Self-managing serverless computing with Bigmachine

Marius Eriksen
grail-eng
Published in
3 min readOct 2, 2019

Building systems on modern cloud infrastructure can often feel like an exercise in systems integration rather than systems building. Cloud providers supply powerful components that, with a little code here, a dash of configuration there, can be put together in countless ways to achieve the task at hand. Mostly this is good — a modern version of the vaunted software components, providing a high degree of reusability and specialization — but it can also get in the way: code can become diffuse and difficult to reason about as a whole; and it can seem like we spend more time provisioning, configuring, and monitoring infrastructure than we do solving the actual problem at hand. Worse, to reason about a system often requires juggling multiple layers of systems, most of them opaque to you.

Bigmachine is an attempt to reclaim programmability in cloud computing.

Bigmachine is a Go library that lets the user construct a system by writing ordinary Go code in a single, self-contained, monolithic program. This program then manages the necessary compute resources, and distributes itself across them. No infrastructure is required besides credentials to your cloud provider.

Bigmachine achieves this by defining a unified programming model: a Bigmachine binary distributes callable services onto abstract “machines”. The Bigmachine library manages how these machines are provisioned, and transparently provides a mutually authenticated RPC mechanism. From the perspective of the programmer, a machine is an object that represents code running in a different address space, serviced by a set of user-defined methods that may be called from any other machine in the cluster.

Bigmachine tries hard to preserve the advantages and simplicity of local computing. For example, when the user queries any of Go’s profiling endpoints, e.g., /debug/pprof/heap to retrieve a heap profile, Bigmachine returns a profile merged from all the machines currently under management. Likewise, anything that is written to standard output or error (e.g., log messages) are written to the local standard output or error, prefixed by the machine name. Likewise of any monitoring variables exported by the standard expvar package.
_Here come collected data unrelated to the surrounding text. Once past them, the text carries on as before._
//! Community post rules.

pub const POST_STATUS_PUBLISHED: i16 = 1;

pub const MAX_POST_TITLE_LENGTH: usize = 200;
pub const MAX_POST_CONTENT_LENGTH: usize = 20_000;

/// Number of hot posts returned when the client does not ask for a limit.
pub const DEFAULT_HOT_LIMIT: i64 = 3;
pub const MAX_HOT_LIMIT: i64 = 50;

pub fn validate_post_title(title: &str) -> Result<(), String> {
    if title.trim().is_empty() {
        return Err("Post title cannot be empty".to_string());
    }
    if title.chars().count() > MAX_POST_TITLE_LENGTH {
        return Err(format!(
            "Post title exceeds maximum length of {MAX_POST_TITLE_LENGTH} characters"
        ));
    }
    Ok(())
}

pub fn validate_post_content(content: &str) -> Result<(), String> {
    if content.trim().is_empty() {
        return Err("Post content cannot be empty".to_string());
    }
    if content.chars().count() > MAX_POST_CONTENT_LENGTH {
        return Err(format!(
            "Post content exceeds maximum length of {MAX_POST_CONTENT_LENGTH} characters"
        ));
    }
    Ok(())
}

/// Resolve the `limit` query parameter of the hot-posts listing.
pub fn clamp_hot_limit(limit: Option<i64>) -> i64 {
    limit.unwrap_or(DEFAULT_HOT_LIMIT).clamp(1, MAX_HOT_LIMIT)
}
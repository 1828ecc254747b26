//! Repository for the `post_favorites` table.

use lumina_core::types::DbId;
use sqlx::PgPool;

use crate::models::post::PostWithAuthor;
use crate::repositories::post_repo::JOINED_COLUMNS;

pub struct FavoriteRepo;

impl FavoriteRepo {
    /// Bookmark a post. Returns `false` if it was already a favorite.
    pub async fn add(pool: &PgPool, user_id: DbId, post_id: DbId) -> Result<bool, sqlx::Error> {
        let result = sqlx::query(
            "INSERT INTO post_favorites (user_id, post_id) VALUES ($1, $2)
             ON CONFLICT ON CONSTRAINT uq_post_favorites_user_post DO NOTHING",
        )
        .bind(user_id)
        .bind(post_id)
        .execute(pool)
        .await?;
        Ok(result.rows_affected() > 0)
    }

    /// Remove a bookmark. Returns `false` if there was none.
    pub async fn remove(pool: &PgPool, user_id: DbId, post_id: DbId) -> Result<bool, sqlx::Error> {
        let result =
            sqlx::query("DELETE FROM post_favorites WHERE user_id = $1 AND post_id = $2")
                .bind(user_id)
                .bind(post_id)
                .execute(pool)
                .await?;
        Ok(result.rows_affected() > 0)
    }

    pub async fn exists(pool: &PgPool, user_id: DbId, post_id: DbId) -> Result<bool, sqlx::Error> {
        let (exists,): (bool,) = sqlx::query_as(
            "SELECT EXISTS (SELECT 1 FROM post_favorites WHERE user_id = $1 AND post_id = $2)",
        )
        .bind(user_id)
        .bind(post_id)
        .fetch_one(pool)
        .await?;
        Ok(exists)
    }

    /// Posts a user has bookmarked, most recently bookmarked first.
    pub async fn list_posts_for_user(
        pool: &PgPool,
        user_id: DbId,
    ) -> Result<Vec<PostWithAuthor>, sqlx::Error> {
        let query = format!(
            "SELECT {JOINED_COLUMNS}
             FROM post_favorites f
             JOIN posts p ON p.id = f.post_id
             JOIN users u ON u.id = p.user_id
             WHERE f.user_id = $1
             ORDER BY f.created_at DESC, f.id DESC"
        );
        sqlx::query_as::<_, PostWithAuthor>(&query)
            .bind(user_id)
            .fetch_all(pool)
            .await
    }
}
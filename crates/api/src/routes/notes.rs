//! Route definitions for study notes.

use axum::routing::get;
use axum::Router;

use crate::handlers::notes;
use crate::state::AppState;

/// Routes mounted at `/notes`.
///
/// ```text
/// GET    /      -> list_notes (?status, includeDeleted)
/// POST   /      -> create_note
/// GET    /{id}  -> get_note
/// PUT    /{id}  -> update_note
/// DELETE /{id}  -> delete_note (?permanent)
/// ```
pub fn router() -> Router<AppState> {
    Router::new()
        .route("/", get(notes::list_notes).post(notes::create_note))
        .route(
            "/{id}",
            get(notes::get_note)
                .put(notes::update_note)
                .delete(notes::delete_note),
        )
}
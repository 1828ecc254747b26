use axum::{routing::get, Json, Router};
use chrono::Utc;
use lumina_core::types::Timestamp;
use serde::Serialize;

use crate::state::AppState;

/// Entry points advertised to clients discovering the server.
#[derive(Serialize)]
pub struct Endpoints {
    pub health: &'static str,
    pub auth: &'static str,
    pub notes: &'static str,
    pub posts: &'static str,
    pub users: &'static str,
}

#[derive(Serialize)]
pub struct ServerInfo {
    pub name: &'static str,
    pub status: &'static str,
    pub version: &'static str,
    pub message: &'static str,
    pub timestamp: Timestamp,
    pub endpoints: Endpoints,
}

/// GET /server/info
async fn server_info() -> Json<ServerInfo> {
    Json(ServerInfo {
        name: "Lumina Server",
        status: "running",
        version: env!("CARGO_PKG_VERSION"),
        message: "Lumina learning assistant API",
        timestamp: Utc::now(),
        endpoints: Endpoints {
            health: "/api/health",
            auth: "/api/auth",
            notes: "/api/notes",
            posts: "/api/posts",
            users: "/api/users",
        },
    })
}

pub fn router() -> Router<AppState> {
    Router::new().route("/server/info", get(server_info))
}
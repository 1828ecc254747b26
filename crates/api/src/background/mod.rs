//! Background tasks and scheduled jobs.
//!
//! Each submodule provides a long-running async function intended to be
//! spawned via `tokio::spawn`. All tasks accept a [`CancellationToken`]
//! for graceful shutdown.
//!
//! [`CancellationToken`]: tokio_util::sync::CancellationToken

pub mod db_monitor;
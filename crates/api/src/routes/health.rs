use axum::extract::State;
use axum::{routing::get, Json, Router};
use serde::Serialize;

use crate::state::AppState;

/// Health check response payload.
#[derive(Serialize)]
#[serde(rename_all = "camelCase")]
pub struct HealthResponse {
    /// `UP` when the database answers, `DEGRADED` otherwise.
    pub status: &'static str,
    pub message: &'static str,
    /// Crate version from Cargo.toml.
    pub version: &'static str,
    pub db_healthy: bool,
}

/// GET /health -- returns service and database health.
async fn health_check(State(state): State<AppState>) -> Json<HealthResponse> {
    let db_healthy = lumina_db::health_check(&state.pool).await.is_ok();

    let (status, message) = if db_healthy {
        ("UP", "Lumina server is running")
    } else {
        ("DEGRADED", "Database is unreachable")
    };

    Json(HealthResponse {
        status,
        message,
        version: env!("CARGO_PKG_VERSION"),
        db_healthy,
    })
}

/// Mounted under `/api`.
pub fn router() -> Router<AppState> {
    Router::new().route("/health", get(health_check))
}
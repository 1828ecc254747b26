//! Account constants and validation rules.
//!
//! Column limits mirror the `users` table (see the create-users migration).

use validator::ValidateEmail;

// ---------------------------------------------------------------------------
// Constants
// ---------------------------------------------------------------------------

/// Account may log in.
pub const USER_STATUS_ACTIVE: i16 = 1;
/// Account is disabled; login and token refresh are refused.
pub const USER_STATUS_DISABLED: i16 = 0;

pub const MAX_USERNAME_LENGTH: usize = 50;
pub const MAX_EMAIL_LENGTH: usize = 100;
pub const MAX_AVATAR_LENGTH: usize = 255;
pub const MAX_STUDENT_TYPE_LENGTH: usize = 20;
pub const MIN_PASSWORD_LENGTH: usize = 6;

/// Domain used when a client registers without an email address.
pub const PLACEHOLDER_EMAIL_DOMAIN: &str = "example.com";

// ---------------------------------------------------------------------------
// Validation functions
// ---------------------------------------------------------------------------

/// Trim and validate a username. Returns the trimmed value.
pub fn validate_username(username: &str) -> Result<String, String> {
    let trimmed = username.trim();
    if trimmed.is_empty() {
        return Err("Username is required".to_string());
    }
    if trimmed.chars().count() > MAX_USERNAME_LENGTH {
        return Err(format!(
            "Username must be at most {MAX_USERNAME_LENGTH} characters"
        ));
    }
    Ok(trimmed.to_string())
}

/// Validate a plaintext password before hashing.
pub fn validate_password(password: &str) -> Result<(), String> {
    if password.trim().is_empty() {
        return Err("Password is required".to_string());
    }
    if password.chars().count() < MIN_PASSWORD_LENGTH {
        return Err(format!(
            "Password must be at least {MIN_PASSWORD_LENGTH} characters long"
        ));
    }
    Ok(())
}

/// Trim and validate an email address. Returns the trimmed value.
pub fn validate_email(email: &str) -> Result<String, String> {
    let trimmed = email.trim().to_string();
    if trimmed.is_empty() {
        return Err("Email must not be empty".to_string());
    }
    if trimmed.chars().count() > MAX_EMAIL_LENGTH {
        return Err(format!("Email must be at most {MAX_EMAIL_LENGTH} characters"));
    }
    if !trimmed.validate_email() {
        return Err(format!("'{trimmed}' is not a valid email address"));
    }
    Ok(trimmed)
}

/// Email assigned when registration omits one.
pub fn default_email(username: &str) -> String {
    format!("{username}@{PLACEHOLDER_EMAIL_DOMAIN}")
}

/// Parse the optional `status` field of a registration request.
///
/// Clients send it as a string; absent means active.
pub fn parse_status(raw: Option<&str>) -> Result<i16, String> {
    let Some(raw) = raw.map(str::trim).filter(|s| !s.is_empty()) else {
        return Ok(USER_STATUS_ACTIVE);
    };
    match raw.parse::<i16>() {
        Ok(USER_STATUS_ACTIVE) => Ok(USER_STATUS_ACTIVE),
        Ok(USER_STATUS_DISABLED) => Ok(USER_STATUS_DISABLED),
        _ => Err(format!("Invalid status '{raw}'. Must be 0 or 1")),
    }
}

pub fn validate_avatar(avatar: &str) -> Result<(), String> {
    if avatar.chars().count() > MAX_AVATAR_LENGTH {
        return Err(format!(
            "Avatar URL must be at most {MAX_AVATAR_LENGTH} characters"
        ));
    }
    Ok(())
}

pub fn validate_student_type(student_type: &str) -> Result<(), String> {
    if student_type.chars().count() > MAX_STUDENT_TYPE_LENGTH {
        return Err(format!(
            "Student type must be at most {MAX_STUDENT_TYPE_LENGTH} characters"
        ));
    }
    Ok(())
}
Because Bigmachine provides an abstract model of cluster computing, the same code can be run on a simulated cluster simply by forking many local processes. This is especially useful during development and testing. For example, you can write a single unit test for a distributed system, and even simulate poor network connections and let loose some chaos monkeys! (Bigmachine provides testing utilities for this.)

Since Bigmachine is just a library, it is also simple to extend and use to build higher level services. For example, we built in a simple time series database and visualization, so that you can automatically get visualization of pertinent time-series data like memory, CPU, and disk utilization. (Or any user-defined variables, as exported by Go’s expvar package.)

At GRAIL, we’re now using Bigmachine to power two of our distributed computing platforms, which we plan to open source soon.

The first is Bigslice, which is a cluster computing system in the style of Spark. Bigslice is a Go library with which users can express high-level transformations of data. These operate on partitioned input which lets the runtime transparently distribute fine-grained operations, and to perform data shuffling across operation boundaries. We use Bigslice in many of our large-scale data processing and machine learning workloads.

The second is Diviner, which is a black-box optimization framework for machine learning applications. Users define a black-box process which takes a set of parameters (with predefined ranges) as inputs, and produces a set of metrics as output (e.g., accuracy on a test set). Diviner then searches the parameter space in parallel, using Bigmachine to distribute executions (these can be expensive, e.g., training a deep neural network) over as many machines as are required for the task.

Thanks to Nick Schrock, Jaran Charumilind, Oggie Nikolic, and Demetri Nicolaou for feedback on this post.